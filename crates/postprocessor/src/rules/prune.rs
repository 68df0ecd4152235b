//! Metadata pruning: noisy elements and presentation attributes

use dom::DomArena;

use crate::rule::Rule;

/// Elements the book schema has no use for
pub const REMOVED_ELEMENTS: &[&str] = &[
    "bookinfo/date",
    "bookinfo/authorinitials",
    "mediaobject/caption",
];

/// (selector, attributes) pairs to strip
pub const REMOVED_ATTRIBUTES: &[(&str, &[&str])] = &[
    ("orderedlist", &["numeration"]),
    ("programlisting|screen", &["linenumbering"]),
    ("table|informaltable", &["frame", "rowsep", "colsep"]),
    ("entry", &["align", "valign"]),
];

/// Removes elements, then attributes. Re-running is a no-op.
pub struct PruneMetadata {
    elements: &'static [&'static str],
    attributes: &'static [(&'static str, &'static [&'static str])],
}

impl PruneMetadata {
    pub fn new(
        elements: &'static [&'static str],
        attributes: &'static [(&'static str, &'static [&'static str])],
    ) -> Self {
        Self {
            elements,
            attributes,
        }
    }

    pub fn standard() -> Self {
        Self::new(REMOVED_ELEMENTS, REMOVED_ATTRIBUTES)
    }
}

impl Rule for PruneMetadata {
    fn name(&self) -> &str {
        "prune-metadata"
    }

    fn apply(&self, arena: &mut DomArena) -> dom::Result<usize> {
        let mut touched = remove_all(arena, self.elements)?;

        for (selector, names) in self.attributes {
            for id in arena.select(selector) {
                for name in *names {
                    if arena.remove_attr(id, name)?.is_some() {
                        touched += 1;
                    }
                }
            }
        }
        Ok(touched)
    }
}

/// Deletes every element matching any of the selectors
pub struct RemoveElements {
    name: &'static str,
    selectors: &'static [&'static str],
}

impl RemoveElements {
    pub fn new(name: &'static str, selectors: &'static [&'static str]) -> Self {
        Self { name, selectors }
    }

    /// Column specs are presentation hints the book schema drops
    pub fn column_specs() -> Self {
        Self::new("remove-column-specs", &["colspec"])
    }
}

impl Rule for RemoveElements {
    fn name(&self) -> &str {
        self.name
    }

    fn apply(&self, arena: &mut DomArena) -> dom::Result<usize> {
        remove_all(arena, self.selectors)
    }
}

fn remove_all(arena: &mut DomArena, selectors: &[&str]) -> dom::Result<usize> {
    let mut touched = 0;
    for selector in selectors {
        for id in arena.select(selector) {
            arena.remove(id)?;
            touched += 1;
        }
    }
    Ok(touched)
}

#[cfg(test)]
mod tests {
    use super::*;
    use crate::rules::test_support::{apply, render};

    const BOOK: &str = r#"<book><bookinfo><title>B</title><date>2020</date><authorinitials>AB</authorinitials></bookinfo><chapter><date>keep</date><orderedlist numeration="arabic" spacing="compact"><listitem/></orderedlist><programlisting linenumbering="unnumbered" format="java">x</programlisting><table frame="all" rowsep="1" colsep="1" id="t"><tgroup cols="1"><colspec colname="c1"/><tbody><row><entry align="left" valign="top">v</entry></row></tbody></tgroup></table><mediaobject><imageobject/><caption>c</caption></mediaobject></chapter></book>"#;

    #[test]
    fn test_prunes_elements_and_attributes() {
        let (out, touched) = apply(&PruneMetadata::standard(), BOOK);

        assert_eq!(touched, 3 + 1 + 1 + 3 + 2);
        assert!(out.contains("<bookinfo><title>B</title></bookinfo>"));
        assert!(out.contains("<date>keep</date>"));
        assert!(out.contains(r#"<orderedlist spacing="compact">"#));
        assert!(out.contains(r#"<programlisting format="java">"#));
        assert!(out.contains(r#"<table id="t">"#));
        assert!(out.contains("<entry>v</entry>"));
        assert!(out.contains("<mediaobject><imageobject/></mediaobject>"));
    }

    #[test]
    fn test_pruning_is_idempotent() {
        let rule = PruneMetadata::standard();
        let mut doc = dom::parse(BOOK).unwrap();
        rule.apply(doc.arena_mut()).unwrap();
        let once = render(&doc);

        let touched = rule.apply(doc.arena_mut()).unwrap();
        assert_eq!(touched, 0);
        assert_eq!(render(&doc), once);
    }

    #[test]
    fn test_column_specs_removed() {
        let (out, touched) = apply(&RemoveElements::column_specs(), BOOK);
        assert_eq!(touched, 1);
        assert!(!out.contains("colspec"));
        assert!(out.contains(r#"<tgroup cols="1"><tbody>"#));
    }
}
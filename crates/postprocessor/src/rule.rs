//! Rule System - ordered structural rewrites
//!
//! Each rewrite is a small `Rule` that walks the current tree and edits it
//! in place. The `RuleEngine` owns them as a `Vec<Box<dyn Rule>>` and runs
//! them strictly in registration order: later rules select on names that
//! earlier rules produce, so the order is part of the contract.

use dom::DomArena;

use crate::error::{PostprocessError, Result};
use crate::rules;

/// A single tree rewrite
pub trait Rule {
    /// Human-readable name for logging
    fn name(&self) -> &str;

    /// Apply the rewrite to the live tree.
    ///
    /// Returns how many nodes were touched. Absent structure is not an
    /// error: a rule with nothing to do returns `Ok(0)`.
    fn apply(&self, arena: &mut DomArena) -> dom::Result<usize>;
}

/// Runs rules in order over one document
pub struct RuleEngine {
    rules: Vec<Box<dyn Rule>>,
}

impl RuleEngine {
    /// Engine with no rules
    pub fn new() -> Self {
        Self { rules: Vec::new() }
    }

    /// The publisher's rule set, in the order it must run
    pub fn standard() -> Self {
        let mut engine = Self::new();
        engine.register(Box::new(rules::RenameElements::standard()));
        engine.register(Box::new(rules::PruneMetadata::standard()));
        engine.register(Box::new(rules::PartIntro));
        engine.register(Box::new(rules::RenameAttribute::code_language()));
        engine.register(Box::new(rules::FormalListings));
        engine.register(Box::new(rules::InformalListings));
        engine.register(Box::new(rules::HoistAppendices));
        engine.register(Box::new(rules::AttachCalloutLists));
        engine.register(Box::new(rules::WrapHeaderCells));
        engine.register(Box::new(rules::FlattenAttributions));
        engine.register(Box::new(rules::WrapBlockquotes));
        engine.register(Box::new(rules::LabelCrossReferences));
        engine.register(Box::new(rules::RemoveElements::column_specs()));
        engine
    }

    /// Add a rule after the ones already registered
    pub fn register(&mut self, rule: Box<dyn Rule>) {
        tracing::debug!("[RuleEngine] Registered rule: {}", rule.name());
        self.rules.push(rule);
    }

    /// Rule names in execution order
    pub fn names(&self) -> Vec<&str> {
        self.rules.iter().map(|r| r.name()).collect()
    }

    /// Run every rule once, in order. Returns the total nodes touched.
    pub fn run(&self, arena: &mut DomArena) -> Result<usize> {
        let mut total = 0;
        for rule in &self.rules {
            let touched = rule.apply(arena).map_err(|source| PostprocessError::Rule {
                rule: rule.name().to_string(),
                source,
            })?;
            if touched > 0 {
                tracing::debug!("[RuleEngine] {}: {} node(s)", rule.name(), touched);
            }
            total += touched;
        }
        Ok(total)
    }
}

impl Default for RuleEngine {
    fn default() -> Self {
        Self::standard()
    }
}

Your objective - From the records given above, copy all lines containing "bookinfo".

Solved exercise -
    "bookinfo/date",
    "bookinfo/authorinitials",
    const BOOK: &str = r#"<book><bookinfo><title>B</title><date>2020</date><authorinitials>AB</authorinitials></bookinfo><chapter><date>keep</date><orderedlist numeration="arabic" spacing="compact"><listitem/></orderedlist><programlisting linenumbering="unnumbered" format="java">x</programlisting><table frame="all" rowsep="1" colsep="1" id="t"><tgroup cols="1"><colspec colname="c1"/><tbody><row><entry align="left" valign="top">v</entry></row></tbody></tgroup></table><mediaobject><imageobject/><caption>c</caption></mediaobject></chapter></book>"#;
        assert!(out.contains("<bookinfo><title>B</title></bookinfo>"));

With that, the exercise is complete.